Let them eat oil
Christian Century, March 22, 2003 by Paul Jeffrey
Payments made by oil companies to governments in most of the world are public knowledge. Yet Angola has included confidentiality clauses in most oil contracts, and the companies know they'll pay a price if they break the contracts by going public. When British Petroleum suggested it might voluntarily do so early last year, dos Santos told the company it would lose its Angolan investments. Angola's current seat on the UN Security Council makes it less likely that Washington and London, who are looking for votes and dependable fuel sources, will pressure Luanda to clean up its house.
So it's up to people in the rest of the world to press the oil companies, and the banks that finance the deals, into revealing what they're paying. In the U.S. that money is included in oil company financial reports required by the Securities and Exchange Commission, but it's lumped collectively under "Rest of World." The SEC has the power, if it were pushed to do so by church leaders and rights activists, to order the companies to break out Angola from the pack.
Economic pressure from Europe and North America helped end the war in Angola.
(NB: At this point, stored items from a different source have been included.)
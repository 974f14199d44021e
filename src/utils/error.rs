use std::path::PathBuf;
use thiserror::Error;

#[derive(Error, Debug)]
pub enum PhotoMapError {
    #[error("IO error: {0}")]
    IoError(#[from] std::io::Error),

    #[error("CSV processing error: {0}")]
    CsvError(#[from] csv::Error),

    #[error("Serialization error: {0}")]
    SerializationError(#[from] serde_json::Error),

    #[error("Image processing error: {0}")]
    ImageError(#[from] image::ImageError),

    #[error("EXIF parsing error: {0}")]
    ExifError(#[from] exif::Error),

    #[error("Background task failed: {0}")]
    TaskError(#[from] tokio::task::JoinError),

    #[error("Configuration error in '{field}': {message}")]
    ConfigValidationError { field: String, message: String },

    #[error("Invalid value '{value}' for '{field}': {reason}")]
    InvalidConfigValueError {
        field: String,
        value: String,
        reason: String,
    },

    #[error("Missing required configuration field: {field}")]
    MissingConfigError { field: String },

    #[error("Images directory not found: {}", path.display())]
    ImagesDirNotFound { path: PathBuf },

    #[error("Data processing error: {message}")]
    ProcessingError { message: String },
}

#[derive(Debug, Clone, Copy, PartialEq, Eq)]
pub enum ErrorCategory {
    Configuration,
    Input,
    Processing,
    System,
}

#[derive(Debug, Clone, Copy, PartialEq, Eq, PartialOrd, Ord)]
pub enum ErrorSeverity {
    Low,
    Medium,
    High,
    Critical,
}

impl PhotoMapError {
    pub fn processing(message: impl Into<String>) -> Self {
        Self::ProcessingError {
            message: message.into(),
        }
    }

    pub fn category(&self) -> ErrorCategory {
        match self {
            Self::ConfigValidationError { .. }
            | Self::InvalidConfigValueError { .. }
            | Self::MissingConfigError { .. } => ErrorCategory::Configuration,
            Self::ImagesDirNotFound { .. } => ErrorCategory::Input,
            Self::CsvError(_)
            | Self::SerializationError(_)
            | Self::ImageError(_)
            | Self::ExifError(_)
            | Self::ProcessingError { .. } => ErrorCategory::Processing,
            Self::IoError(_) | Self::TaskError(_) => ErrorCategory::System,
        }
    }

    /// Maps onto the process exit code: Low 0, Medium 2, High 1, Critical 3.
    pub fn severity(&self) -> ErrorSeverity {
        match self.category() {
            ErrorCategory::Input => ErrorSeverity::Medium,
            ErrorCategory::Configuration | ErrorCategory::Processing => ErrorSeverity::High,
            ErrorCategory::System => ErrorSeverity::Critical,
        }
    }

    pub fn exit_code(&self) -> i32 {
        match self.severity() {
            ErrorSeverity::Low => 0,
            ErrorSeverity::Medium => 2,
            ErrorSeverity::High => 1,
            ErrorSeverity::Critical => 3,
        }
    }

    pub fn recovery_suggestion(&self) -> String {
        match self {
            Self::ConfigValidationError { field, .. } => {
                format!("Check the '{}' setting in your configuration file", field)
            }
            Self::InvalidConfigValueError { field, .. } => {
                format!("Correct the value of '{}' and run again", field)
            }
            Self::MissingConfigError { field } => {
                format!("Add the '{}' field to your configuration", field)
            }
            Self::ImagesDirNotFound { .. } => {
                "Pass an existing folder with --images, or try --demo".to_string()
            }
            Self::IoError(_) => {
                "Check that the output directory is writable and the disk is not full".to_string()
            }
            Self::CsvError(_) | Self::SerializationError(_) => {
                "Re-run with --verbose to see which record could not be written".to_string()
            }
            Self::ImageError(_) | Self::ExifError(_) => {
                "The file may be corrupt or in an unsupported format".to_string()
            }
            Self::TaskError(_) | Self::ProcessingError { .. } => {
                "Re-run with --verbose for details".to_string()
            }
        }
    }

    pub fn user_friendly_message(&self) -> String {
        match self.category() {
            ErrorCategory::Configuration => format!("Invalid configuration: {}", self),
            ErrorCategory::Input => format!("Input problem: {}", self),
            ErrorCategory::Processing => format!("Processing failed: {}", self),
            ErrorCategory::System => format!("System error: {}", self),
        }
    }
}

impl From<toml::de::Error> for PhotoMapError {
    fn from(e: toml::de::Error) -> Self {
        Self::ConfigValidationError {
            field: "toml_parsing".to_string(),
            message: format!("TOML parsing error: {}", e),
        }
    }
}

pub type Result<T> = std::result::Result<T, PhotoMapError>;

/// Runs `f`, turning a panic into a `ProcessingError` carrying the panic message.
/// Used around third-party decoders so one malformed file cannot abort a run.
pub fn catch_panic<T>(f: impl FnOnce() -> T) -> Result<T> {
    std::panic::catch_unwind(std::panic::AssertUnwindSafe(f)).map_err(|payload| {
        let message = payload
            .downcast_ref::<&str>()
            .map(|s| s.to_string())
            .or_else(|| payload.downcast_ref::<String>().cloned())
            .unwrap_or_else(|| "unknown panic".to_string());
        PhotoMapError::processing(format!("panic: {}", message))
    })
}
A campaign against conflict diamonds, those diamonds mined in rebel-held areas, helped cut into Savimbi's funding and made him vulnerable to the Angolan military's final campaign. Many churches joined the worldwide diamond boycott. Now it's time to turn the same moral pressure on the oil companies and their banking partners, both in Angola and in other resource-rich countries where wealthy elites skim off the profits and leave their people to starve.
In the United Kingdom, church groups like Christian Aid and the Catholic Agency for Overseas Development have joined with Global Witness to pressure their government to compel companies to make known what they pay. A similar effort is needed in the United States and Canada. Otherwise, wholesale state robbery will persist unabated in Angola, and we'll continue passing the plate to pay for feeding the victims.
Paul Jeffrey is a United Methodist missionary in Central America.